Prompt
Scan the data, and whenever a line contains "check", copy it.

-- Exercise material follows --

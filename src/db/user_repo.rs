// src/db/user_repo.rs

use chrono::{DateTime, Utc};
use sqlx::PgPool;
use uuid::Uuid;

use crate::{
    common::error::AppError,
    models::auth::{Role, User},
};

#[derive(Clone)]
pub struct UserRepository {
    pool: PgPool,
}

impl UserRepository {
    pub fn new(pool: PgPool) -> Self {
        Self { pool }
    }

    pub async fn find_by_email(&self, email: &str) -> Result<Option<User>, AppError> {
        let user = sqlx::query_as::<_, User>("SELECT * FROM users WHERE email = $1")
            .bind(email)
            .fetch_optional(&self.pool)
            .await?;
        Ok(user)
    }

    pub async fn find_by_id(&self, id: Uuid) -> Result<Option<User>, AppError> {
        let user = sqlx::query_as::<_, User>("SELECT * FROM users WHERE id = $1")
            .bind(id)
            .fetch_optional(&self.pool)
            .await?;
        Ok(user)
    }

    pub async fn list(&self) -> Result<Vec<User>, AppError> {
        let users = sqlx::query_as::<_, User>("SELECT * FROM users ORDER BY created_at DESC")
            .fetch_all(&self.pool)
            .await?;
        Ok(users)
    }

    pub async fn create(
        &self,
        email: &str,
        name: Option<&str>,
        role: Role,
        password_hash: &str,
    ) -> Result<User, AppError> {
        let user = sqlx::query_as::<_, User>(
            r#"
            INSERT INTO users (email, name, role, is_active, password_hash)
            VALUES ($1, $2, $3, TRUE, $4)
            RETURNING *
            "#,
        )
        .bind(email)
        .bind(name)
        .bind(role)
        .bind(password_hash)
        .fetch_one(&self.pool)
        .await
        .map_err(|e| match e {
            // Duplicate email that slipped past the service's pre-check.
            sqlx::Error::Database(ref db) if db.is_unique_violation() => {
                AppError::conflict("Email sudah terdaftar")
            }
            other => AppError::from(other),
        })?;
        Ok(user)
    }

    pub async fn deactivate(&self, id: Uuid) -> Result<(), AppError> {
        sqlx::query("UPDATE users SET is_active = FALSE WHERE id = $1")
            .bind(id)
            .execute(&self.pool)
            .await?;
        Ok(())
    }

    pub async fn delete(&self, id: Uuid) -> Result<(), AppError> {
        sqlx::query("DELETE FROM users WHERE id = $1")
            .bind(id)
            .execute(&self.pool)
            .await?;
        Ok(())
    }

    pub async fn set_reset_token(
        &self,
        id: Uuid,
        token: &str,
        expires: DateTime<Utc>,
    ) -> Result<(), AppError> {
        sqlx::query("UPDATE users SET reset_token = $1, reset_token_expires = $2 WHERE id = $3")
            .bind(token)
            .bind(expires)
            .bind(id)
            .execute(&self.pool)
            .await?;
        Ok(())
    }

    pub async fn find_by_reset_token(&self, token: &str) -> Result<Option<User>, AppError> {
        let user = sqlx::query_as::<_, User>(
            "SELECT * FROM users WHERE reset_token = $1 AND is_active = TRUE",
        )
        .bind(token)
        .fetch_optional(&self.pool)
        .await?;
        Ok(user)
    }

    // Consumes the token: a reset link only works once.
    pub async fn reset_password(&self, id: Uuid, password_hash: &str) -> Result<(), AppError> {
        sqlx::query(
            r#"
            UPDATE users
            SET password_hash = $1, reset_token = NULL, reset_token_expires = NULL
            WHERE id = $2
            "#,
        )
        .bind(password_hash)
        .bind(id)
        .execute(&self.pool)
        .await?;
        Ok(())
    }
}
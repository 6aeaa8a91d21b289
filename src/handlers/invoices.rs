// src/handlers/invoices.rs

use axum::{
    Json,
    extract::{Query, State},
    http::StatusCode,
    response::IntoResponse,
};
use validator::Validate;

use crate::{
    common::error::AppError,
    config::AppState,
    handlers::PeriodQuery,
    middleware::auth::Authenticated,
    models::invoice::{
        CreatePaymentPayload, GenerateInvoicesResponse, InvoiceListResponse, PaymentResponse,
    },
};

// GET /api/invoices?period=YYYY-MM
#[utoipa::path(
    get,
    path = "/api/invoices",
    tag = "Invoices",
    params(PeriodQuery),
    responses(
        (status = 200, description = "Tagihan periode", body = InvoiceListResponse),
        (status = 400, description = "Format periode tidak valid")
    ),
    security(("api_jwt" = []))
)]
pub async fn list_invoices(
    State(app_state): State<AppState>,
    Query(query): Query<PeriodQuery>,
) -> Result<impl IntoResponse, AppError> {
    let period = query.resolve()?;
    let response = app_state.invoice_service.list_for_period(period).await?;
    Ok((StatusCode::OK, Json(response)))
}

// POST /api/invoices/generate?period=YYYY-MM
#[utoipa::path(
    post,
    path = "/api/invoices/generate",
    tag = "Invoices",
    params(PeriodQuery),
    responses(
        (status = 200, description = "Tagihan dibuat untuk penghuni yang belum punya; aman diulang", body = GenerateInvoicesResponse),
        (status = 400, description = "Format periode tidak valid")
    ),
    security(("api_jwt" = []))
)]
pub async fn generate_invoices(
    State(app_state): State<AppState>,
    Query(query): Query<PeriodQuery>,
) -> Result<impl IntoResponse, AppError> {
    let period = query.resolve()?;
    let response = app_state.invoice_service.generate(period).await?;
    Ok((StatusCode::OK, Json(response)))
}

// POST /api/payments
#[utoipa::path(
    post,
    path = "/api/payments",
    tag = "Payments",
    request_body = CreatePaymentPayload,
    responses(
        (status = 201, description = "Pembayaran dicatat, tagihan menjadi paid", body = PaymentResponse),
        (status = 404, description = "Invoice tidak ditemukan"),
        (status = 409, description = "Invoice sudah dibayar")
    ),
    security(("api_jwt" = []))
)]
pub async fn record_payment(
    State(app_state): State<AppState>,
    Authenticated(user): Authenticated,
    Json(payload): Json<CreatePaymentPayload>,
) -> Result<impl IntoResponse, AppError> {
    payload.validate()?;
    let response = app_state
        .invoice_service
        .record_payment(&user, payload)
        .await?;
    Ok((StatusCode::CREATED, Json(response)))
}
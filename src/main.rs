// src/main.rs

use axum::{
    Router,
    http::{HeaderValue, Method, header},
    middleware as axum_middleware,
    routing::{delete, get, patch, post},
};
use tokio::net::TcpListener;
use tower_http::{cors::CorsLayer, trace::TraceLayer};
use utoipa::OpenApi;
use utoipa_swagger_ui::SwaggerUi;

mod common;
mod config;
mod db;
mod docs;
mod handlers;
mod integrations;
mod middleware;
mod models;
mod services;

use crate::config::{AppState, Config};
use crate::middleware::auth::auth_guard;

#[tokio::main]
async fn main() -> anyhow::Result<()> {
    dotenvy::dotenv().ok();
    tracing_subscriber::fmt().with_target(false).compact().init();

    let config = Config::from_env()?;
    let app_state = AppState::new(config).await?;

    sqlx::migrate!().run(&app_state.db_pool).await?;
    tracing::info!("✅ Database migrations applied");

    // The settings singleton must exist before the first read.
    app_state
        .settings_repo
        .ensure(&app_state.config.property_id)
        .await?;

    spawn_reminder_ticker(app_state.clone());

    let auth_routes = Router::new()
        .route("/login", post(handlers::auth::login))
        .route("/forgot-password", post(handlers::auth::forgot_password))
        .route("/reset-password", post(handlers::auth::reset_password));

    let protected_routes = Router::new()
        .route("/auth/me", get(handlers::auth::me))
        .route(
            "/users",
            get(handlers::users::list_users).post(handlers::users::create_user),
        )
        .route(
            "/users/{id}/deactivate",
            patch(handlers::users::deactivate_user),
        )
        .route("/users/{id}", delete(handlers::users::delete_user))
        .route(
            "/rooms",
            get(handlers::rooms::list_rooms).post(handlers::rooms::create_room),
        )
        .route("/rooms/{id}", patch(handlers::rooms::update_room))
        .route("/rooms/bulk-rate", post(handlers::rooms::bulk_rate))
        .route(
            "/tenants",
            get(handlers::tenants::list_tenants).post(handlers::tenants::create_tenant),
        )
        .route(
            "/tenants/{id}",
            patch(handlers::tenants::update_tenant)
                .delete(handlers::tenants::delete_tenant),
        )
        .route("/tenants/{id}/move-out", post(handlers::tenants::move_out))
        .route("/invoices", get(handlers::invoices::list_invoices))
        .route(
            "/invoices/generate",
            post(handlers::invoices::generate_invoices),
        )
        .route("/payments", post(handlers::invoices::record_payment))
        .route(
            "/expenses",
            get(handlers::expenses::list_expenses).post(handlers::expenses::create_expense),
        )
        .route(
            "/expenses/{id}",
            patch(handlers::expenses::update_expense)
                .delete(handlers::expenses::delete_expense),
        )
        .route(
            "/expenses/{id}/confirm",
            post(handlers::expenses::confirm_expense),
        )
        .route("/expenses/scan", post(handlers::expenses::scan_receipt))
        .route("/dashboard", get(handlers::dashboard::get_dashboard))
        .route(
            "/reports/expenses",
            get(handlers::dashboard::expense_report),
        )
        .route(
            "/settings",
            get(handlers::settings::get_settings).put(handlers::settings::update_settings),
        )
        .route(
            "/cron/generate-invoices",
            post(handlers::cron::generate_invoices),
        )
        .route("/cron/reminders", get(handlers::cron::reminder_plan))
        .layer(axum_middleware::from_fn_with_state(
            app_state.clone(),
            auth_guard,
        ));

    let app = Router::new()
        .route("/api/health", get(|| async { "OK" }))
        .nest("/api/auth", auth_routes)
        .nest("/api", protected_routes)
        .merge(SwaggerUi::new("/docs").url("/api-docs/openapi.json", docs::ApiDoc::openapi()))
        .layer(cors_layer(&app_state.config.app_origins))
        .layer(TraceLayer::new_for_http())
        .with_state(app_state.clone());

    let listener = TcpListener::bind(&app_state.config.bind_addr).await?;
    tracing::info!("🚀 Listening on {}", listener.local_addr()?);
    axum::serve(listener, app).await?;
    Ok(())
}

fn cors_layer(origins: &[String]) -> CorsLayer {
    let layer = CorsLayer::new()
        .allow_methods([
            Method::GET,
            Method::POST,
            Method::PUT,
            Method::PATCH,
            Method::DELETE,
        ])
        .allow_headers([header::AUTHORIZATION, header::CONTENT_TYPE]);
    let parsed: Vec<HeaderValue> = origins
        .iter()
        .filter_map(|o| o.parse().ok())
        .collect();
    if parsed.is_empty() {
        layer.allow_origin(tower_http::cors::Any)
    } else {
        layer.allow_origin(parsed)
    }
}

// Daily log of unpaid invoices for the current period. WhatsApp delivery is
// out of scope; the operator reads this or hits /api/cron/reminders.
fn spawn_reminder_ticker(app_state: AppState) {
    tokio::spawn(async move {
        let mut interval = tokio::time::interval(std::time::Duration::from_secs(24 * 60 * 60));
        loop {
            interval.tick().await;
            match app_state.invoice_service.reminder_plan().await {
                Ok(plan) => tracing::info!(
                    "Reminder check: {} unpaid invoice(s) for period {}",
                    plan.planned_reminders,
                    plan.period
                ),
                Err(e) => tracing::warn!("Reminder check failed: {e}"),
            }
        }
    });
}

-- Exercise material concluded --

Exercise answer
            // Duplicate email that slipped past the service's pre-check.
                    "Reminder check: {} unpaid invoice(s) for period {}",
                Err(e) => tracing::warn!("Reminder check failed: {e}"),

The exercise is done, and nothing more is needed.